Problem description
From the data below, report how many lines contain the word "true", giving the number and nothing else.

Saved data entries:

//! Ordered component collections with delete ledgers.

use ostore_xml::{XmlElement, XmlError};

use crate::component::{Component, KeyGenerator};
use crate::error::{Result, StoreError};
use crate::key::Key;
use crate::registry::MemberRegistry;
use crate::state::ComponentState;

/// Name of the child element holding serialized delete-ledger members.
pub const DELETE_LEDGER_NODE: &str = "DeleteLedger";

/// Name of the state attribute on collection roots.
pub const STATE_ATTRIBUTE: &str = "state";

/// Shared machinery of [`ComponentList`] and
/// [`ComponentSet`](crate::set::ComponentSet): the live members, the
/// delete ledger and the rules connecting them.
///
/// An item is in at most one of the live collection and the ledger.
/// Removing a never-persisted (`New`) item discards it outright; removing
/// a persisted one marks it for deletion and moves it to the ledger.
#[derive(Debug, Clone)]
pub(crate) struct CollectionCore<T: Component> {
    node_name: String,
    member_type: String,
    members: Vec<T>,
    deleted: Vec<T>,
    marked_for_delete: bool,
}

impl<T: Component> CollectionCore<T> {
    pub(crate) fn new(node_name: String, member_type: String) -> Self {
        Self {
            node_name,
            member_type,
            members: Vec::new(),
            deleted: Vec::new(),
            marked_for_delete: false,
        }
    }

    pub(crate) fn node_name(&self) -> &str {
        &self.node_name
    }

    pub(crate) fn member_type(&self) -> &str {
        &self.member_type
    }

    pub(crate) fn members(&self) -> &[T] {
        &self.members
    }

    pub(crate) fn members_mut(&mut self) -> &mut Vec<T> {
        &mut self.members
    }

    pub(crate) fn deleted(&self) -> &[T] {
        &self.deleted
    }

    /// Fail unless the item's component-type string matches the configured
    /// member type. Applied on every mutating call.
    pub(crate) fn check_member(&self, item: &T) -> Result<()> {
        if item.component_type() == self.member_type {
            Ok(())
        } else {
            Err(StoreError::TypeMismatch {
                expected: self.member_type.clone(),
                found: item.component_type().to_string(),
            })
        }
    }

    pub(crate) fn state(&self) -> ComponentState {
        if self.marked_for_delete {
            return ComponentState::MarkedForDelete;
        }
        let any_changed = self.members.iter().any(|member| {
            matches!(
                member.state(),
                ComponentState::Modified | ComponentState::MarkedForDelete
            )
        });
        if !self.deleted.is_empty() || any_changed {
            return ComponentState::Modified;
        }
        let news = self
            .members
            .iter()
            .filter(|member| member.state() == ComponentState::New)
            .count();
        if news == 0 {
            ComponentState::Unmodified
        } else if news == self.members.len() {
            ComponentState::New
        } else {
            // Mixed new and unmodified members still require inserts, so
            // the collection (and its owner) must report a pending change.
            ComponentState::Modified
        }
    }

    /// Drop a structurally-equal entry from the delete ledger. An item
    /// re-added after removal is live again, not pending deletion; without
    /// this, a remove-and-re-add would leave the item in both places and
    /// the next delta would drop the row.
    pub(crate) fn resurrect(&mut self, item: &T) {
        if let Some(index) = self.deleted.iter().position(|member| member == item) {
            self.deleted.remove(index);
        }
    }

    /// Remove the member at `index`, applying the ledger rule.
    pub(crate) fn remove_at(&mut self, index: usize) -> bool {
        if index >= self.members.len() {
            return false;
        }
        let mut member = self.members.remove(index);
        if member.state() == ComponentState::New {
            // Never persisted; nothing to delete server-side.
            return true;
        }
        member.mark_for_deletion();
        self.deleted.push(member);
        true
    }

    /// Remove the first structurally-equal member. Absent items are a
    /// no-op, never an error.
    pub(crate) fn remove_equal(&mut self, item: &T) -> bool {
        match self.members.iter().position(|member| member == item) {
            Some(index) => self.remove_at(index),
            None => false,
        }
    }

    pub(crate) fn clear(&mut self) {
        let drained: Vec<T> = self.members.drain(..).collect();
        for mut member in drained {
            if member.state() == ComponentState::New {
                continue;
            }
            member.mark_for_deletion();
            self.deleted.push(member);
        }
    }

    pub(crate) fn mark_for_deletion(&mut self) {
        self.marked_for_delete = true;
        for member in &mut self.members {
            member.mark_for_deletion();
        }
    }

    pub(crate) fn set_persisted(&mut self) -> Result<()> {
        if self.marked_for_delete {
            return Err(StoreError::InvalidPersistTransition {
                component_type: self.node_name.clone(),
            });
        }
        self.deleted.clear();
        let mut index = 0;
        while index < self.members.len() {
            if self.members[index].state() == ComponentState::MarkedForDelete {
                // A second reference marked this live member since it was
                // emitted; treat it like an add followed by a remove.
                tracing::warn!(
                    collection = %self.node_name,
                    "dropping live member marked for deletion during persist"
                );
                self.members.remove(index);
            } else {
                self.members[index].set_persisted()?;
                index += 1;
            }
        }
        Ok(())
    }

    pub(crate) fn reset_to_new(&mut self) {
        self.deleted.clear();
        self.marked_for_delete = false;
        for member in &mut self.members {
            member.reset_to_new();
        }
    }

    pub(crate) fn to_xml(&self) -> XmlElement {
        let mut element = XmlElement::new(self.node_name.clone())
            .with_attribute(STATE_ATTRIBUTE, self.state().as_str());
        for member in &self.members {
            element.add_child(member.to_xml());
        }
        if !self.deleted.is_empty() {
            let mut ledger = XmlElement::new(DELETE_LEDGER_NODE);
            for member in &self.deleted {
                ledger.add_child(member.to_xml());
            }
            element.add_child(ledger);
        }
        element
    }

    pub(crate) fn from_xml(
        element: &XmlElement,
        node_name: String,
        member_type: String,
        build: &dyn Fn(&XmlElement) -> Result<T>,
    ) -> Result<Self> {
        if element.name() != node_name {
            return Err(StoreError::Xml(XmlError::UnexpectedElement {
                expected: node_name,
                found: element.name().to_string(),
            }));
        }
        let raw_state = element.require_attribute(STATE_ATTRIBUTE)?;
        let restored_state: ComponentState =
            raw_state.parse().map_err(|_| XmlError::InvalidValue {
                element: element.name().to_string(),
                field: STATE_ATTRIBUTE.to_string(),
                value: raw_state.to_string(),
            })?;

        let mut core = Self::new(node_name, member_type);
        for child in element.children() {
            if child.name() == DELETE_LEDGER_NODE {
                for entry in child.children() {
                    let mut member = build(entry)?;
                    member.mark_for_deletion();
                    core.deleted.push(member);
                }
            } else {
                core.members.push(build(child)?);
            }
        }
        if restored_state == ComponentState::MarkedForDelete {
            core.mark_for_deletion();
        }
        Ok(core)
    }

    /// Emit deletes: every ledger member plus any live member already
    /// marked for deletion (including all of them when the collection
    /// itself is marked).
    pub(crate) fn delta_deletes(
        &mut self,
        out: &mut XmlElement,
        generator: &mut dyn KeyGenerator,
        parent_key: Option<&Key>,
    ) -> Result<()> {
        for member in &mut self.deleted {
            member.to_delta_xml(out, generator, parent_key)?;
        }
        for member in &mut self.members {
            if member.state() == ComponentState::MarkedForDelete {
                member.to_delta_xml(out, generator, parent_key)?;
            }
        }
        Ok(())
    }

    /// Emit live inserts and updates, in iteration order. Members marked
    /// for deletion were already covered by [`delta_deletes`](Self::delta_deletes).
    pub(crate) fn delta_upserts(
        &mut self,
        out: &mut XmlElement,
        generator: &mut dyn KeyGenerator,
        parent_key: Option<&Key>,
    ) -> Result<()> {
        for member in &mut self.members {
            if matches!(
                member.state(),
                ComponentState::New | ComponentState::Modified
            ) {
                member.to_delta_xml(out, generator, parent_key)?;
            }
        }
        Ok(())
    }

    /// Order-independent multiset comparison of the delete ledgers.
    pub(crate) fn ledgers_equal(&self, other: &Self) -> bool {
        multiset_equal(&self.deleted, &other.deleted)
    }
}
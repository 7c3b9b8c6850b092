//! De-duplicated, unordered component collections.

use ostore_xml::XmlElement;

use crate::collection::{CollectionCore, multiset_equal};
use crate::component::{Component, KeyGenerator};
use crate::error::{Result, StoreError};
use crate::key::Key;
use crate::registry::MemberRegistry;
use crate::state::ComponentState;

/// Unordered collection enforcing uniqueness by business equality, with
/// the same delete-ledger semantics as
/// [`ComponentList`](crate::collection::ComponentList). Iteration order is
/// incidental and not part of the contract.
#[derive(Debug, Clone)]
pub struct ComponentSet<T: Component> {
    core: CollectionCore<T>,
}

impl<T: Component> ComponentSet<T> {
    pub fn new() -> Self {
        Self {
            core: CollectionCore::new(Self::default_node_name(), T::node_name().to_string()),
        }
    }

    pub fn with_names(node_name: impl Into<String>, member_type: impl Into<String>) -> Self {
        Self {
            core: CollectionCore::new(node_name.into(), member_type.into()),
        }
    }

    pub fn default_node_name() -> String {
        format!("{}Set", T::node_name())
    }

    pub fn node_name(&self) -> &str {
        self.core.node_name()
    }

    pub fn member_type(&self) -> &str {
        self.core.member_type()
    }

    /// Insert unless an equal member is already present; returns whether
    /// the set changed. A structurally-equal delete-ledger entry is
    /// resurrected rather than kept alongside the live copy. Fails with
    /// [`StoreError::TypeMismatch`] on a member-type violation.
    pub fn add(&mut self, item: T) -> Result<bool> {
        self.core.check_member(&item)?;
        self.core.resurrect(&item);
        if self.contains(&item) {
            return Ok(false);
        }
        self.core.members_mut().push(item);
        Ok(true)
    }

    /// Remove the member structurally equal to `item`; persisted members
    /// move to the delete ledger. Returns whether one was removed.
    pub fn remove(&mut self, item: &T) -> bool {
        self.core.remove_equal(item)
    }

    pub fn clear(&mut self) {
        self.core.clear();
    }

    pub fn contains(&self, item: &T) -> bool {
        self.core.members().iter().any(|member| member == item)
    }

    pub fn iter(&self) -> std::slice::Iter<'_, T> {
        self.core.members().iter()
    }

    pub fn iter_mut(&mut self) -> std::slice::IterMut<'_, T> {
        self.core.members_mut().iter_mut()
    }

    pub fn len(&self) -> usize {
        self.core.members().len()
    }

    pub fn is_empty(&self) -> bool {
        self.core.members().is_empty()
    }

    pub fn delete_ledger(&self) -> &[T] {
        self.core.deleted()
    }

    pub fn state(&self) -> ComponentState {
        self.core.state()
    }

    pub fn mark_for_deletion(&mut self) {
        self.core.mark_for_deletion();
    }

    pub fn set_persisted(&mut self) -> Result<()> {
        self.core.set_persisted()
    }

    #[must_use]
    pub fn copy_as_new(&self) -> Self {
        let mut copy = self.clone();
        copy.reset_to_new();
        copy
    }

    pub fn reset_to_new(&mut self) {
        self.core.reset_to_new();
    }

    pub fn to_xml(&self) -> XmlElement {
        self.core.to_xml()
    }

    pub fn from_xml(element: &XmlElement) -> Result<Self> {
        Self::from_xml_named(element, Self::default_node_name(), T::node_name())
    }

    /// Restore a set serialized under an explicit node name and member
    /// type, as created by [`with_names`](Self::with_names).
    pub fn from_xml_named(
        element: &XmlElement,
        node_name: impl Into<String>,
        member_type: impl Into<String>,
    ) -> Result<Self> {
        let core = CollectionCore::from_xml(
            element,
            node_name.into(),
            member_type.into(),
            &|child| {
                if child.name() == T::node_name() {
                    T::from_xml(child)
                } else {
                    Err(StoreError::UnknownMemberType {
                        node: child.name().to_string(),
                    })
                }
            },
        )?;
        Self::ensure_unique(&core)?;
        Ok(Self { core })
    }

    pub fn from_xml_with(element: &XmlElement, registry: &MemberRegistry<T>) -> Result<Self> {
        let core = CollectionCore::from_xml(
            element,
            Self::default_node_name(),
            T::node_name().to_string(),
            &|child| registry.build(child),
        )?;
        Self::ensure_unique(&core)?;
        Ok(Self { core })
    }

    /// A serialized set carrying two equal members cannot have come from
    /// this codec; reject it rather than restore a set that violates its
    /// uniqueness invariant.
    fn ensure_unique(core: &CollectionCore<T>) -> Result<()> {
        let members = core.members();
        for (index, member) in members.iter().enumerate() {
            if members[..index].iter().any(|earlier| earlier == member) {
                return Err(StoreError::InvalidArgument {
                    field: core.node_name().to_string(),
                    message: "duplicate member in serialized set".to_string(),
                });
            }
        }
        Ok(())
    }

    /// Equality including the delete ledger, where `==` ignores it.
    pub fn eq_full(&self, other: &Self) -> bool {
        self == other && self.core.ledgers_equal(&other.core)
    }

    pub fn delta_deletes(
        &mut self,
        out: &mut XmlElement,
        generator: &mut dyn KeyGenerator,
        parent_key: Option<&Key>,
    ) -> Result<()> {
        self.core.delta_deletes(out, generator, parent_key)
    }

    pub fn delta_upserts(
        &mut self,
        out: &mut XmlElement,
        generator: &mut dyn KeyGenerator,
        parent_key: Option<&Key>,
    ) -> Result<()> {
        self.core.delta_upserts(out, generator, parent_key)
    }
}

impl<T: Component> Default for ComponentSet<T> {
    fn default() -> Self {
        Self::new()
    }
}

/// Set equality: same members regardless of insertion order; the delete
/// ledger and marked-for-delete flag are excluded.
impl<T: Component> PartialEq for ComponentSet<T> {
    fn eq(&self, other: &Self) -> bool {
        multiset_equal(self.core.members(), other.core.members())
    }
}

impl<'a, T: Component> IntoIterator for &'a ComponentSet<T> {
    type Item = &'a T;
    type IntoIter = std::slice::Iter<'a, T>;

    fn into_iter(self) -> Self::IntoIter {
        self.iter()
    }
}
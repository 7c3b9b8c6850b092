//! Fixture entities used across the integration tests: a content item
//! owning an ordered property list and an unordered label set.

#![allow(dead_code)]

use ostore_model::collection::ComponentList;
use ostore_model::component::{Component, KeyGenerator, StateTracker};
use ostore_model::delta;
use ostore_model::error::{Result, StoreError};
use ostore_model::key::Key;
use ostore_model::set::ComponentSet;
use ostore_model::state::{ComponentState, DeltaAction};
use ostore_xml::XmlElement;

pub const ITEM_ID: &str = "ITEMID";
pub const PROPERTY_ID: &str = "PROPERTYID";
pub const LABEL_ID: &str = "LABELID";

/// Leaf component: one named property of a content item.
#[derive(Debug, Clone)]
pub struct PropertyEntry {
    tracker: StateTracker,
    name: String,
    value: String,
    /// Transient UI-only hint; excluded from equality and serialization.
    ui_hint: Option<String>,
}

impl PropertyEntry {
    pub fn new(name: impl Into<String>, value: impl Into<String>) -> Self {
        Self {
            tracker: StateTracker::new("PropertyEntry", Key::new([ITEM_ID, PROPERTY_ID])),
            name: name.into(),
            value: value.into(),
            ui_hint: None,
        }
    }

    pub fn name(&self) -> &str {
        &self.name
    }

    pub fn value(&self) -> &str {
        &self.value
    }

    pub fn set_value(&mut self, value: impl Into<String>) -> bool {
        let value = value.into();
        self.tracker.touch(&mut self.value, value)
    }

    pub fn set_ui_hint(&mut self, hint: impl Into<String>) {
        // Transient: never dirties the component.
        self.ui_hint = Some(hint.into());
    }

    pub fn ui_hint(&self) -> Option<&str> {
        self.ui_hint.as_deref()
    }
}

impl PartialEq for PropertyEntry {
    fn eq(&self, other: &Self) -> bool {
        self.tracker == other.tracker && self.name == other.name && self.value == other.value
    }
}

impl Component for PropertyEntry {
    fn node_name() -> &'static str {
        "PropertyEntry"
    }

    fn tracker(&self) -> &StateTracker {
        &self.tracker
    }

    fn tracker_mut(&mut self) -> &mut StateTracker {
        &mut self.tracker
    }

    fn to_xml(&self) -> XmlElement {
        let mut element = XmlElement::new(Self::node_name())
            .with_attribute("name", self.name.clone())
            .with_attribute("value", self.value.clone());
        self.tracker.key().write_attributes(&mut element);
        element
    }

    fn from_xml(element: &XmlElement) -> Result<Self> {
        element.expect_name(Self::node_name())?;
        let name = element.require_attribute("name")?.to_string();
        let value = element.require_attribute("value")?.to_string();
        let mut key = Key::new([ITEM_ID, PROPERTY_ID]);
        key.read_attributes(element);
        Ok(Self {
            tracker: StateTracker::restored("PropertyEntry", key),
            name,
            value,
            ui_hint: None,
        })
    }
}

/// Leaf component: a label attached to a content item. The component-type
/// string is configurable so member-type enforcement can be exercised.
#[derive(Debug, Clone)]
pub struct LabelEntry {
    tracker: StateTracker,
    text: String,
}

impl LabelEntry {
    pub fn new(text: impl Into<String>) -> Self {
        Self::with_type("LabelEntry", text)
    }

    pub fn with_type(component_type: impl Into<String>, text: impl Into<String>) -> Self {
        Self {
            tracker: StateTracker::new(component_type, Key::new([ITEM_ID, LABEL_ID])),
            text: text.into(),
        }
    }

    pub fn text(&self) -> &str {
        &self.text
    }

    pub fn set_text(&mut self, text: impl Into<String>) -> bool {
        let text = text.into();
        self.tracker.touch(&mut self.text, text)
    }
}

impl PartialEq for LabelEntry {
    fn eq(&self, other: &Self) -> bool {
        self.tracker == other.tracker && self.text == other.text
    }
}

impl Component for LabelEntry {
    fn node_name() -> &'static str {
        "LabelEntry"
    }

    fn tracker(&self) -> &StateTracker {
        &self.tracker
    }

    fn tracker_mut(&mut self) -> &mut StateTracker {
        &mut self.tracker
    }

    fn to_xml(&self) -> XmlElement {
        let mut element =
            XmlElement::new(Self::node_name()).with_attribute("text", self.text.clone());
        self.tracker.key().write_attributes(&mut element);
        element
    }

    fn from_xml(element: &XmlElement) -> Result<Self> {
        element.expect_name(Self::node_name())?;
        let text = element.require_attribute("text")?.to_string();
        let mut key = Key::new([ITEM_ID, LABEL_ID]);
        key.read_attributes(element);
        Ok(Self {
            tracker: StateTracker::restored("LabelEntry", key),
            text,
        })
    }
}

/// Composite component: scalar fields plus an ordered property list and an
/// unordered label set.
#[derive(Debug, Clone)]
pub struct ContentItem {
    tracker: StateTracker,
    title: String,
    body: String,
    pub properties: ComponentList<PropertyEntry>,
    pub labels: ComponentSet<LabelEntry>,
}

impl ContentItem {
    pub fn new(title: impl Into<String>) -> Self {
        Self {
            tracker: StateTracker::new("ContentItem", Key::new([ITEM_ID])),
            title: title.into(),
            body: String::new(),
            properties: ComponentList::new(),
            labels: ComponentSet::new(),
        }
    }

    pub fn title(&self) -> &str {
        &self.title
    }

    pub fn set_title(&mut self, title: impl Into<String>) -> bool {
        let title = title.into();
        self.tracker.touch(&mut self.title, title)
    }

    pub fn body(&self) -> &str {
        &self.body
    }

    pub fn set_body(&mut self, body: impl Into<String>) -> bool {
        let body = body.into();
        self.tracker.touch(&mut self.body, body)
    }

    /// Scalar fields and key only; collections are serialized separately
    /// so delta emission can order them around this element.
    fn scalar_xml(&self) -> XmlElement {
        let mut element =
            XmlElement::new(Self::node_name()).with_attribute("title", self.title.clone());
        self.tracker.key().write_attributes(&mut element);
        if !self.body.is_empty() {
            element.add_child(XmlElement::new("Body").with_text(self.body.clone()));
        }
        element
    }
}

impl PartialEq for ContentItem {
    fn eq(&self, other: &Self) -> bool {
        self.tracker == other.tracker
            && self.title == other.title
            && self.body == other.body
            && self.properties == other.properties
            && self.labels == other.labels
    }
}

impl Component for ContentItem {
    fn node_name() -> &'static str {
        "ContentItem"
    }

    fn tracker(&self) -> &StateTracker {
        &self.tracker
    }

    fn tracker_mut(&mut self) -> &mut StateTracker {
        &mut self.tracker
    }

    fn child_state(&self) -> ComponentState {
        self.properties.state().merged(self.labels.state())
    }

    fn mark_for_deletion(&mut self) {
        self.tracker.mark_for_deletion();
        self.properties.mark_for_deletion();
        self.labels.mark_for_deletion();
    }

    fn set_persisted(&mut self) -> Result<()> {
        // Check collection states up front so a marked collection fails
        // the persist before the tracker is reset.
        if self.properties.state() == ComponentState::MarkedForDelete
            || self.labels.state() == ComponentState::MarkedForDelete
        {
            return Err(StoreError::InvalidPersistTransition {
                component_type: self.component_type().to_string(),
            });
        }
        self.tracker.set_persisted()?;
        self.properties.set_persisted()?;
        self.labels.set_persisted()?;
        Ok(())
    }

    fn reset_to_new(&mut self) {
        self.tracker.mark_new();
        self.properties.reset_to_new();
        self.labels.reset_to_new();
    }

    fn to_xml(&self) -> XmlElement {
        let mut element = self.scalar_xml();
        element.add_child(self.properties.to_xml());
        element.add_child(self.labels.to_xml());
        element
    }

    fn from_xml(element: &XmlElement) -> Result<Self> {
        element.expect_name(Self::node_name())?;
        let title = element.require_attribute("title")?.to_string();
        let body = element.child_text("Body").unwrap_or("").to_string();
        let mut key = Key::new([ITEM_ID]);
        key.read_attributes(element);
        let properties = ComponentList::from_xml(
            element.require_child(&ComponentList::<PropertyEntry>::default_node_name())?,
        )?;
        let labels = ComponentSet::from_xml(
            element.require_child(&ComponentSet::<LabelEntry>::default_node_name())?,
        )?;
        Ok(Self {
            tracker: StateTracker::restored("ContentItem", key),
            title,
            body,
            properties,
            labels,
        })
    }

    fn to_delta_xml(
        &mut self,
        out: &mut XmlElement,
        generator: &mut dyn KeyGenerator,
        parent_key: Option<&Key>,
    ) -> Result<()> {
        delta::apply_parent_key(self.tracker.key_mut(), parent_key);
        let state = self.state();
        if state == ComponentState::Unmodified {
            return Ok(());
        }
        if state == ComponentState::MarkedForDelete {
            // Own delete element first; child deletes nest inside it.
            let mut own = self.scalar_xml();
            own.set_attribute(delta::ACTION_ATTRIBUTE, DeltaAction::Delete.as_str());
            let key = self.tracker.key().clone();
            self.properties.delta_deletes(&mut own, generator, Some(&key))?;
            self.labels.delta_deletes(&mut own, generator, Some(&key))?;
            out.add_child(own);
            return Ok(());
        }
        if self.tracker.state() == ComponentState::New {
            self.tracker.assign_key(generator)?;
        }
        let key = self.tracker.key().clone();
        // Deletes across all collections, then the own element, then live
        // children in declaration order.
        self.properties.delta_deletes(out, generator, Some(&key))?;
        self.labels.delta_deletes(out, generator, Some(&key))?;
        if let Some(action) = state.delta_action() {
            delta::push_with_action(out, self.scalar_xml(), action);
        }
        self.properties.delta_upserts(out, generator, Some(&key))?;
        self.labels.delta_upserts(out, generator, Some(&key))?;
        Ok(())
    }
}

/// A content item persisted once: three properties, one label, everything
/// `Unmodified` with assigned keys.
pub fn persisted_item() -> ContentItem {
    let mut item = ContentItem::new("Home page");
    item.set_body("Welcome");
    for (name, value) in [("author", "whitfield"), ("lang", "en"), ("status", "live")] {
        item.properties
            .add(PropertyEntry::new(name, value))
            .expect("add property");
    }
    item.labels.add(LabelEntry::new("featured")).expect("add label");

    let mut generator = ostore_model::SequentialKeyGenerator::new(100);
    let mut scratch = XmlElement::new("Scratch");
    item.to_delta_xml(&mut scratch, &mut generator, None)
        .expect("assign keys");
    item.set_persisted().expect("persist fixture");
    item
}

Response
4